Firstly; I want to highlight the importance of starting your campaigns with highly targeted keywords and then expand out (not the other way around). Google Adwords has 3 main keyword match types – Broad match, Phrase match and Exact match (definitions below). Google will always encourage you to use broad match keywords to start with so that you match to a large number of impressions and can learn exactly what kind of searches people are running around your keywords, this will then allow you to refine your targeting more closely. This is true BUT is exactly the opposite of what a commercial business with a tight budget should actually do – the aim from day 1 should be to minimise irrelevant web traffic.
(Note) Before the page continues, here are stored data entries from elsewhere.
//! Keyword rules that turn a free-text scene description into alert decisions.
//!
//! Each category is a [`DetectionRule`]: the prompt phrases that activate it,
//! positive and negative indicators over the response, an optional set of
//! phrases that cancel the negatives, and an optional severity sub-rule.
//! An indicator is a list of phrases that must all appear in the text.
//! Matching is case-insensitive substring search over the whole response.

use std::fmt;

/// An indicator matches when every phrase in it occurs in the text.
pub type Indicator = &'static [&'static str];

/// The two independent event types.
#[derive(Debug, Clone, Copy, PartialEq, Eq, Hash)]
pub enum Category {
    Gesture,
    Weapon,
}

#[derive(Debug, Clone, Copy, PartialEq, Eq)]
pub enum Severity {
    ToyReplica,
    Genuine,
}

/// Outcome of evaluating one category against one response.
#[derive(Debug, Clone, Copy, PartialEq, Eq)]
pub struct Classification {
    pub fires: bool,
    pub severity: Option<Severity>,
}

/// Severity is `when_matched` if any indicator matches, else `otherwise`.
#[derive(Debug)]
pub struct SeverityRule {
    pub indicators: &'static [Indicator],
    pub when_matched: Severity,
    pub otherwise: Severity,
}

#[derive(Debug)]
pub struct DetectionRule {
    pub category: Category,
    pub triggers: &'static [&'static str],
    pub positive: &'static [Indicator],
    pub negative: &'static [Indicator],
    /// Any match here disables the negative indicators.
    pub negative_overridden_by: &'static [Indicator],
    pub severity: Option<SeverityRule>,
}

const TOY_INDICATORS: &[Indicator] = &[
    &["toy"],
    &["replica"],
    &["prop gun"],
    &["prop weapon"],
    &["prop knife"],
    &["imitation"],
    &["water gun"],
    &["nerf"],
];

pub static GESTURE_RULE: DetectionRule = DetectionRule {
    category: Category::Gesture,
    triggers: &["gesture", "hand sign", "hand signal", "peace sign", "v sign"],
    positive: &[
        &["peace sign detected"],
        &["✌"],
        &["peace", "sign", "v"],
        &["victory", "sign"],
    ],
    negative: &[
        &["no peace sign"],
        &["no visible peace sign"],
        &["no peace or victory sign"],
        &["cannot see a peace sign"],
        &["can't see a peace sign"],
        &["not making a v"],
        &["no gesture"],
        &["no hand gesture"],
        &["no hand sign"],
        &["not making a peace sign"],
        &["not showing a peace sign"],
        &["does not show a peace sign"],
        &["doesn't show a peace sign"],
        &["no victory sign"],
    ],
    negative_overridden_by: &[],
    severity: None,
};

pub static WEAPON_RULE: DetectionRule = DetectionRule {
    category: Category::Weapon,
    triggers: &["weapon", "firearm", "gun", "knife"],
    positive: &[
        &["weapon detected"],
        &["firearm"],
        &["gun"],
        &["pistol"],
        &["rifle"],
        &["knife"],
        &["blade"],
        &["explosive"],
        &["toy weapon"],
        &["replica weapon"],
        &["replica gun"],
        &["prop weapon"],
        &["prop gun"],
    ],
    negative: &[
        &["no weapon detected"],
        &["no weapons detected"],
        &["no weapon"],
        &["no weapons"],
        &["no visible weapon"],
    ],
    negative_overridden_by: TOY_INDICATORS,
    severity: Some(SeverityRule {
        indicators: TOY_INDICATORS,
        when_matched: Severity::ToyReplica,
        otherwise: Severity::Genuine,
    }),
};

/// All rules, in evaluation order.
pub static RULES: [&DetectionRule; 2] = [&GESTURE_RULE, &WEAPON_RULE];

impl Category {
    pub fn rule(self) -> &'static DetectionRule {
        match self {
            Category::Gesture => &GESTURE_RULE,
            Category::Weapon => &WEAPON_RULE,
        }
    }
}

impl fmt::Display for Category {
    fn fmt(&self, f: &mut fmt::Formatter<'_>) -> fmt::Result {
        match self {
            Category::Gesture => write!(f, "gesture"),
            Category::Weapon => write!(f, "weapon"),
        }
    }
}

impl fmt::Display for Severity {
    fn fmt(&self, f: &mut fmt::Formatter<'_>) -> fmt::Result {
        match self {
            Severity::ToyReplica => write!(f, "toy/replica"),
            Severity::Genuine => write!(f, "genuine"),
        }
    }
}

impl Classification {
    const QUIET: Classification = Classification {
        fires: false,
        severity: None,
    };
}

fn matches(text: &str, indicator: Indicator) -> bool {
    indicator
        .iter()
        .all(|phrase| text.contains(&phrase.to_lowercase()))
}

fn any_match(text: &str, indicators: &[Indicator]) -> bool {
    indicators.iter().any(|indicator| matches(text, indicator))
}

impl DetectionRule {
    /// Whether the prompt asks for this category at all.
    pub fn is_triggered_by(&self, prompt: &str) -> bool {
        let prompt = prompt.to_lowercase();
        self.triggers.iter().any(|t| prompt.contains(t))
    }

    /// Evaluate the response text, ignoring the prompt.
    pub fn evaluate(&self, response: &str) -> Classification {
        let text = response.to_lowercase();

        if !any_match(&text, self.positive) {
            return Classification::QUIET;
        }

        let negatives_apply = !any_match(&text, self.negative_overridden_by);
        if negatives_apply && any_match(&text, self.negative) {
            return Classification::QUIET;
        }

        let severity = self.severity.as_ref().map(|rule| {
            if any_match(&text, rule.indicators) {
                rule.when_matched
            } else {
                rule.otherwise
            }
        });

        Classification {
            fires: true,
            severity,
        }
    }
}

/// Decide whether `category` fired for this prompt and response.
///
/// A category whose triggers do not appear in the prompt never fires.
pub fn classify(category: Category, prompt: &str, response: &str) -> Classification {
    let rule = category.rule();
    if !rule.is_triggered_by(prompt) {
        return Classification::QUIET;
    }
    rule.evaluate(response)
}

/// Categories the prompt activates, in evaluation order.
pub fn triggered_categories(prompt: &str) -> Vec<Category> {
    RULES
        .iter()
        .filter(|rule| rule.is_triggered_by(prompt))
        .map(|rule| rule.category)
        .collect()
}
You can see from the following definitions and examples what the different Google Adwords PPC keyword matching type options are.

Broad Match: The search term that the user entered only needs to vaguely match 1 word of any of the terms contained within your bidded keyword to display your ad.
Targeting & Control: Keyword matching is very loose with a low level of control.
Bidding Strategy: Keep your bids very low on these keywords.

Examples of how broad match keywords are matched to actual web searches:

Broad match keyword:   Tennis Shoes

Ads may show for searches on:
tennis shoes
tennis tournament
mens shoes
ladies shoes
ladies trainers
buy tennis shoes
tennis shoe photos
running shoes

As you can see this means that you need to be very careful with your use of broad match keywords and supplement your ad groups that contain broad match keywords with a lot of negative keywords (will get to these).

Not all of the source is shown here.